* [DIRECTIONS FOR THIS TASK]:
Return a copy of every line in the data below that contains "Failed".

* [INFORMATION GIVEN]:
__________________________________________________
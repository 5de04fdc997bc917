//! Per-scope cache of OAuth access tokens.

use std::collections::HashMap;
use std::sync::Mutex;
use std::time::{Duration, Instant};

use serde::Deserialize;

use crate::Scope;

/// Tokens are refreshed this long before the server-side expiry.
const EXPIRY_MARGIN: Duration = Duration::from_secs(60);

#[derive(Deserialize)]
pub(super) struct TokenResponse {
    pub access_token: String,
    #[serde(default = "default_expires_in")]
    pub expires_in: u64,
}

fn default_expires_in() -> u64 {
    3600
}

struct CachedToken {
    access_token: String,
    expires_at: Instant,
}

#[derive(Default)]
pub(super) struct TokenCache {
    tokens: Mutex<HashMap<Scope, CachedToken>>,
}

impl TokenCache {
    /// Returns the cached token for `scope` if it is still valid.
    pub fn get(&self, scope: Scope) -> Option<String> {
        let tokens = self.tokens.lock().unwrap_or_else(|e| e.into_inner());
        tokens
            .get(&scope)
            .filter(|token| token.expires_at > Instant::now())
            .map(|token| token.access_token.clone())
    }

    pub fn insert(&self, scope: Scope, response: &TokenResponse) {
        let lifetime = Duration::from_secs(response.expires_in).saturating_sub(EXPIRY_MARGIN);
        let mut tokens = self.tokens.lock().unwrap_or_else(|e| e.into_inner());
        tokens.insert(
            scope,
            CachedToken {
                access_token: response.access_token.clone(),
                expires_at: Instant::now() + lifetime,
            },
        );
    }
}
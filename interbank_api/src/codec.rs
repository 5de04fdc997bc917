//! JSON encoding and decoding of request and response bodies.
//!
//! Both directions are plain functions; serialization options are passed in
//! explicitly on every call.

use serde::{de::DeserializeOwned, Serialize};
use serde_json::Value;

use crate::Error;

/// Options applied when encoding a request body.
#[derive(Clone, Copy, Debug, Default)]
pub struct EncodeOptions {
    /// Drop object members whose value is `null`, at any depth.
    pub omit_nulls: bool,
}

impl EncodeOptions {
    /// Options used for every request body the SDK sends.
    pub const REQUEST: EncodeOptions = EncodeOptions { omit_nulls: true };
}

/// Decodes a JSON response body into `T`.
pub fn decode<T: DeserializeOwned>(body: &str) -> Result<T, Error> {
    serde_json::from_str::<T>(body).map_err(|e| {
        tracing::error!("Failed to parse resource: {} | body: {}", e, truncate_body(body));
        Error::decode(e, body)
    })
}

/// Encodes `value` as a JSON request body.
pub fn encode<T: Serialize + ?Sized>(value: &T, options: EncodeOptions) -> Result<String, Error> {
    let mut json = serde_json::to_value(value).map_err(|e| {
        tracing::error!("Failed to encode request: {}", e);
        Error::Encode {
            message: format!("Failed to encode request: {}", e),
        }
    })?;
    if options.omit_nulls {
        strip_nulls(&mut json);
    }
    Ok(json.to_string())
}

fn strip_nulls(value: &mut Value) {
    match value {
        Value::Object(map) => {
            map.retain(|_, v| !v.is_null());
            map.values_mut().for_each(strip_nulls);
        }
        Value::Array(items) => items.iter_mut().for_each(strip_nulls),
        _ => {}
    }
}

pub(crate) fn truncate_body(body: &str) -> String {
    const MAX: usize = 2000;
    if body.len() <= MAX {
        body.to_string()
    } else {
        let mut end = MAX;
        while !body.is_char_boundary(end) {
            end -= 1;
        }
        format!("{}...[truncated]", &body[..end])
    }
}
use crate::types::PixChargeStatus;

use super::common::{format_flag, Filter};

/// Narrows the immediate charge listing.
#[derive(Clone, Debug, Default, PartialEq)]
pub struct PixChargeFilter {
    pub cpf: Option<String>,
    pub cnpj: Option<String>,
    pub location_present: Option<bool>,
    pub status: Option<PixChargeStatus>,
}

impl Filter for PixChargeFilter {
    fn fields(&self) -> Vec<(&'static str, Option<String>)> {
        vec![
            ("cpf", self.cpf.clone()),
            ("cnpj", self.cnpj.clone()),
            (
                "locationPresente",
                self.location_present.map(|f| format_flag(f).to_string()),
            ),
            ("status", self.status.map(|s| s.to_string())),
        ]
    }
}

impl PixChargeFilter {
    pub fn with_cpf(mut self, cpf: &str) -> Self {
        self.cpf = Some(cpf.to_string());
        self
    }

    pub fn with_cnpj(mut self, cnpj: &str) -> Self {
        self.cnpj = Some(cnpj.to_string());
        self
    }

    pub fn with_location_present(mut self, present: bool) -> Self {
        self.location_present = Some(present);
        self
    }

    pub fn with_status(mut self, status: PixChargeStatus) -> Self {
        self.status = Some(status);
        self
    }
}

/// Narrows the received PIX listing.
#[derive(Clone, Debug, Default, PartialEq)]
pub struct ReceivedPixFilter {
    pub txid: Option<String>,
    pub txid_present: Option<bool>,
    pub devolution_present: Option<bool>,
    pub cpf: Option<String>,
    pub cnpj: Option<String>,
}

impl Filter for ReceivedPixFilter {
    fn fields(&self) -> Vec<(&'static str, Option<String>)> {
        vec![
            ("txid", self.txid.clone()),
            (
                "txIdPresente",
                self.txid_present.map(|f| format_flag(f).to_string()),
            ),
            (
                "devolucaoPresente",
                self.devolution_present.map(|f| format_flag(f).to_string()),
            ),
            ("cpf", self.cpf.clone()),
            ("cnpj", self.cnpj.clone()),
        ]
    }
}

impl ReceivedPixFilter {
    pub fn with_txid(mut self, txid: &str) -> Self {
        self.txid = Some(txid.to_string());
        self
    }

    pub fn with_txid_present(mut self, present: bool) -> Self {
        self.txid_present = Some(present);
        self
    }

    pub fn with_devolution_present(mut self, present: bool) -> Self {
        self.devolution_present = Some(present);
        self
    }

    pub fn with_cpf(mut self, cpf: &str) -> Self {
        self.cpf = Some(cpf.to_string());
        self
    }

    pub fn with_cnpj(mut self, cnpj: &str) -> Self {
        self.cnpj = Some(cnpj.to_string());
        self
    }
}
__________________________________________________
* [EXERCISE SOLUTION]:
        tracing::error!("Failed to parse resource: {} | body: {}", e, truncate_body(body));
        tracing::error!("Failed to encode request: {}", e);
            message: format!("Failed to encode request: {}", e),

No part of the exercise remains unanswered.